News was prepared under the information support of Online Daily Newspaper on Hellenic and international Shipping "Hellenic Shipping News". |
31 May 2010
An intriguing sign of the times for China's ports and shipping sector emerged in March, when Shanghai and Ningbo-Zhoushan, the two largest ports in the country, which are traditionally seen as bitter rivals, announced they were setting up a CNY100mn
(US$14.6mn) joint venture to capitalise on opportunities in the domestic
shipping sector. We believe this new spirit of cooperation indicates a
significant change in the industry. After over a decade, breakneck
export growth may be slowing, and both ports seem to have realised that
further increases in their container-handling capacities may no longer
be required. The joint venture suggests they have detected a new
opportunity in domestic, river-based shipping, particularly in the
Yangtze Delta.
It is clear that the Chinese macroeconomic environment is changing, and
the ports and shipping sector needs to adapt. We note that growth, which
slowed during the global recession in 2009, is again surging ahead in
the first half of 2010, so much so that there is a real danger of
overheating. We expect that the Beijing authorities will tighten credit
in the second half of this year, provoking a controlled ´double dip´
recession with growth slowing again in 2011. The key risk concerns the
authorities´ ability to fine-tune the economy; any overreaction or
combination with renewed global financial worries could turn the
expected dip into more of a plunge. An important point is that the
Chinese economy is undergoing a qualitative change during this
transition: as the economy matures export-led growth is moderating and
the country´s foreign trade is rebalancing. Imports are now more dynamic
than exports. Indeed, over the next five years we expect import growth
to run at above-GDP levels, while exports will lag behind GDP. Strong
volume increases are being notched up across China´s main ports this
year. However, over a oneto two-year period we expect the growth of
cargo handling to drop from the high double digits to low single digits,
reflecting the combined effect of the expected double dip recession and
the longer-term rebalancing of foreign trade. At Shanghai and
Ningbo-Zhoushan, for example, this year´s tonnage growth will range from
over 15% to just under 30%. But these numbers will fall sharply to the
2-3% range in 2011, and remain moderate over the next five years.
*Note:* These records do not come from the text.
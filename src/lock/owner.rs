/*!
 * Lock Ownership
 * Which PE hosts the global word of a lock
 */

use crate::core::config::LockOwnerPolicy;
use crate::core::types::{PeId, SymAddr};

/// Owner of the lock at `addr`; identical on every PE
///
/// `Hashed` spreads locks across PEs by 8-byte slot, so addresses that
/// differ only below bit 3 share an owner. `HighestPe` pins every lock to
/// the last PE.
#[inline]
pub fn lock_owner(addr: SymAddr, n_pes: usize, policy: LockOwnerPolicy) -> PeId {
    match policy {
        LockOwnerPolicy::Hashed => (addr.as_usize() >> 3) % n_pes,
        LockOwnerPolicy::HighestPe => n_pes - 1,
    }
}
/*!
 * Shmem Sync Demo
 *
 * Runs a small workload on every PE of an in-process world:
 * - a shared counter on PE 0 incremented under the distributed lock
 * - a ring of flags signalled with put + quiet and awaited with wait_until
 *
 * Configured through SHMEM_* environment variables (SHMEM_NPES defaults to 4
 * here). Prints the merged lock/wait counters as JSON.
 */

use anyhow::{ensure, Context as _, Result};
use shmem_sync::{init_tracing, CmpOp, ShmemConfig, SyncStatsSnapshot, World};
use tracing::info;

const ROUNDS: u64 = 100;

fn main() -> Result<()> {
    init_tracing();

    let mut config = ShmemConfig::from_env().context("reading SHMEM_* configuration")?;
    if std::env::var_os("SHMEM_NPES").is_none() {
        config.n_pes = 4;
    }
    let world = World::new(config).context("creating world")?;
    let n_pes = world.n_pes();

    info!(n_pes, rounds = ROUNDS, "starting demo");

    let reports = world.run(|pe| -> Result<(u64, SyncStatsSnapshot)> {
        let lock = pe.alloc_lock()?;
        let counter = pe.alloc::<u64>()?;
        let flag = pe.alloc::<i32>()?;
        pe.barrier_all();

        for _ in 0..ROUNDS {
            let _held = pe.acquire(&lock);
            let value = pe.get_value(counter, 0);
            pe.put_value(counter, value + 1, 0);
            pe.quiet();
        }

        // ring: each PE signals its right neighbour, then waits on its own flag
        let right = (pe.my_pe() + 1) % pe.n_pes();
        pe.put_value(flag, pe.my_pe() as i32 + 1, right);
        pe.quiet();
        let left = (pe.my_pe() + pe.n_pes() - 1) % pe.n_pes();
        pe.wait_until(flag, CmpOp::Eq, left as i32 + 1);

        pe.barrier_all();
        Ok((pe.get_value(counter, 0), pe.stats()))
    });

    let mut total = SyncStatsSnapshot::default();
    for (rank, report) in reports.into_iter().enumerate() {
        let (counter, stats) = report.with_context(|| format!("PE {rank} failed"))?;
        ensure!(
            counter == ROUNDS * n_pes as u64,
            "PE {rank} saw counter {counter}, expected {}",
            ROUNDS * n_pes as u64
        );
        total.merge(&stats);
    }

    info!(
        acquisitions = total.acquisitions(),
        handoffs = total.release_handoff,
        "demo complete"
    );
    println!("{}", serde_json::to_string_pretty(&total)?);
    Ok(())
}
The box sector will also lose dynamism as Chinese imports, many of them
in the form of commodities and bulk cargo, emerge as the new growth
sector. We believe China´s trade is at something of a crossroads. Up
till now foreign trade has grown at a much faster rate than the domestic
economy, a natural reflection of the way that the huge economy has been
opening up to the world. As the economy begins to mature the pace of
foreign trade growth is moderating. Our prediction is that over the next
five years foreign trade will grow at an average rate of 7.9% per
annum, on a par with the overall economy. As noted above, imports are
expected to grow slightly faster than GDP, while exports will lag a
little. This may explain why some shipping companies are now looking to
the import business as the focus of their new investment, and to the
Yangtze Delta (traditionally the main inward shipping route) rather than
the Pearl River (traditionally the main export channel).
On the whole, the risks to our shipping and ports forecast scenario are
on the downside. Our central double dip scenario is quite an undramatic
affair, and one that many emerging economies would love to suffer. It is
best described as ´fast-slow, fast-slow´ with the dip years being 2009
and 2011, when growth comes down to ´lows´, by Chinese standards, of
8.7% (2009) and 7.5% (2011). Simply put, the risk is that the 2011 low
could be significantly lower. A combination of factors could make this
happen. They could include an over-tightening of China´s monetary
policy, a sharp revaluation of the yuan, and some kind of local or
global negative shock to investor confidence.